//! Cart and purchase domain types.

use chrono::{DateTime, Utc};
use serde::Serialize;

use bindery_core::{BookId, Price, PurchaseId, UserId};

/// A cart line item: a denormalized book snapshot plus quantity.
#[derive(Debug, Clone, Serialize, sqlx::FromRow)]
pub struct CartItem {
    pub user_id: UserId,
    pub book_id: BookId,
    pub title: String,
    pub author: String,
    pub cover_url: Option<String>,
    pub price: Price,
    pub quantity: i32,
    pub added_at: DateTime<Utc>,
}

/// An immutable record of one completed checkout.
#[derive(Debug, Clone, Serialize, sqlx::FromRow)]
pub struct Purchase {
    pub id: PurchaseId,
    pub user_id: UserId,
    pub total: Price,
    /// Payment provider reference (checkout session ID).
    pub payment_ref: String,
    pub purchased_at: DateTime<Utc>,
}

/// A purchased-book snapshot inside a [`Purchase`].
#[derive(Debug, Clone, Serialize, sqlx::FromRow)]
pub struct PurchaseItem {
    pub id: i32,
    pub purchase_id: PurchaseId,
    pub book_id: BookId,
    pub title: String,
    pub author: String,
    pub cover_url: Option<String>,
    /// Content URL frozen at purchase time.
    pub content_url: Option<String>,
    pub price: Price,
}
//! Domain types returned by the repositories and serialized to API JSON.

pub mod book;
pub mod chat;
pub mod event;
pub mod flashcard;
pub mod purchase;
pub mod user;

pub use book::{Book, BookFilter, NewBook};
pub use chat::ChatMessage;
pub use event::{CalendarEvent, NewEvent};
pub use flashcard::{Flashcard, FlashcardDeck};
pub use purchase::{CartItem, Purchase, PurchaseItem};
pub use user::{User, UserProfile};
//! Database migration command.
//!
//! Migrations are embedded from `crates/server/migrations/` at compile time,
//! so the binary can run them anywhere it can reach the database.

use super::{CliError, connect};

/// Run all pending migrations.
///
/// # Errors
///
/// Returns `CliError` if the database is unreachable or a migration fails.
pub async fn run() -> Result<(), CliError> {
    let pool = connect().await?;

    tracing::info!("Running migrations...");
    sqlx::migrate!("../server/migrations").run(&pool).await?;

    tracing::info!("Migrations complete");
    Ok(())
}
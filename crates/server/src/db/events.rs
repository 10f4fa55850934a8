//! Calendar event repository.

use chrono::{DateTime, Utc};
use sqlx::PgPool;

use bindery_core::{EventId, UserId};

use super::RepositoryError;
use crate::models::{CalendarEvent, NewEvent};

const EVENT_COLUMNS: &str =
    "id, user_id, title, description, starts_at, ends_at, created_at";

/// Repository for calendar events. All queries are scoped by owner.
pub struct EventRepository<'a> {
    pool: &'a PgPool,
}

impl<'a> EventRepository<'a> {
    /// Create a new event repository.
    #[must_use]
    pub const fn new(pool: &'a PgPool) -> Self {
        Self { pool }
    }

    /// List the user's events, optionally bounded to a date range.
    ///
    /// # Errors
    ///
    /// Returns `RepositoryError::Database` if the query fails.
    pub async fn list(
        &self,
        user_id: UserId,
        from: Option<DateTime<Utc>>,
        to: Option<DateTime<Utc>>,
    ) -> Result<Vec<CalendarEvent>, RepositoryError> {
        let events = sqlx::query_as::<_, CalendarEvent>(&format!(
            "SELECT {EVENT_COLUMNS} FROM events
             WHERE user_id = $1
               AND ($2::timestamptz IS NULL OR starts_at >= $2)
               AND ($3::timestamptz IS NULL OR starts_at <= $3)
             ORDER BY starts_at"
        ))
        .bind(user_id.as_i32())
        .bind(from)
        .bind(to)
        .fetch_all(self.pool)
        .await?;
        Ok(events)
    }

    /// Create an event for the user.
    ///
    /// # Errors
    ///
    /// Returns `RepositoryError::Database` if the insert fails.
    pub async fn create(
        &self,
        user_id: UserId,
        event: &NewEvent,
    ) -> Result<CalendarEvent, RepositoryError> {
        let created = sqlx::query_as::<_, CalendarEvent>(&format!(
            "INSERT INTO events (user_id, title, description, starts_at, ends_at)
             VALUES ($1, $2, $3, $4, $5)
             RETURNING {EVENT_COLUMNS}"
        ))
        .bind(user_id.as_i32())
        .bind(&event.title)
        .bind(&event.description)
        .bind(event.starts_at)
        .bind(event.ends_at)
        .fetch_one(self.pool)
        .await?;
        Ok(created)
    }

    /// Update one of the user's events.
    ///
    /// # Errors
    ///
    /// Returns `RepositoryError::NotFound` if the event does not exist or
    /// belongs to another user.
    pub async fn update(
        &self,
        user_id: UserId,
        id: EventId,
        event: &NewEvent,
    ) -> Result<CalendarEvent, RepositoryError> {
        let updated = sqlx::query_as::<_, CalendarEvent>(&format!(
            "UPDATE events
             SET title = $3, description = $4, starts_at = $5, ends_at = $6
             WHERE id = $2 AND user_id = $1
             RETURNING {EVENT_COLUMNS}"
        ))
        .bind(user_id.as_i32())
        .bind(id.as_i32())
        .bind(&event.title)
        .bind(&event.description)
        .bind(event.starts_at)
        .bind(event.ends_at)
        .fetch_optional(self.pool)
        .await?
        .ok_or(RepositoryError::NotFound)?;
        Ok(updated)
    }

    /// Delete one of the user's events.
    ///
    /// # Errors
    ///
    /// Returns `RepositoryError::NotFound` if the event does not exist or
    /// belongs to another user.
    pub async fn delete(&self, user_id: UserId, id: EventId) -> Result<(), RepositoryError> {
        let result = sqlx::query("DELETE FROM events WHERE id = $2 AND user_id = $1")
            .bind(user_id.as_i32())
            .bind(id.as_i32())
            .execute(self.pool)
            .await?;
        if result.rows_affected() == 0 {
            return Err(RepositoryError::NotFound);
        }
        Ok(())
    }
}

——————

| ACTIVITY |
Please transcribe only the lines in the records above running from the line that has "(checkout session ID)." through the line that has "a migration fails.", both included, exactly as they appear.

| EXERCISE RESPONSE |
    /// Payment provider reference (checkout session ID).
    pub payment_ref: String,
    pub purchased_at: DateTime<Utc>,
}

/// A purchased-book snapshot inside a [`Purchase`].
#[derive(Debug, Clone, Serialize, sqlx::FromRow)]
pub struct PurchaseItem {
    pub id: i32,
    pub purchase_id: PurchaseId,
    pub book_id: BookId,
    pub title: String,
    pub author: String,
    pub cover_url: Option<String>,
    /// Content URL frozen at purchase time.
    pub content_url: Option<String>,
    pub price: Price,
}
//! Domain types returned by the repositories and serialized to API JSON.

pub mod book;
pub mod chat;
pub mod event;
pub mod flashcard;
pub mod purchase;
pub mod user;

pub use book::{Book, BookFilter, NewBook};
pub use chat::ChatMessage;
pub use event::{CalendarEvent, NewEvent};
pub use flashcard::{Flashcard, FlashcardDeck};
pub use purchase::{CartItem, Purchase, PurchaseItem};
pub use user::{User, UserProfile};
//! Database migration command.
//!
//! Migrations are embedded from `crates/server/migrations/` at compile time,
//! so the binary can run them anywhere it can reach the database.

use super::{CliError, connect};

/// Run all pending migrations.
///
/// # Errors
///
/// Returns `CliError` if the database is unreachable or a migration fails.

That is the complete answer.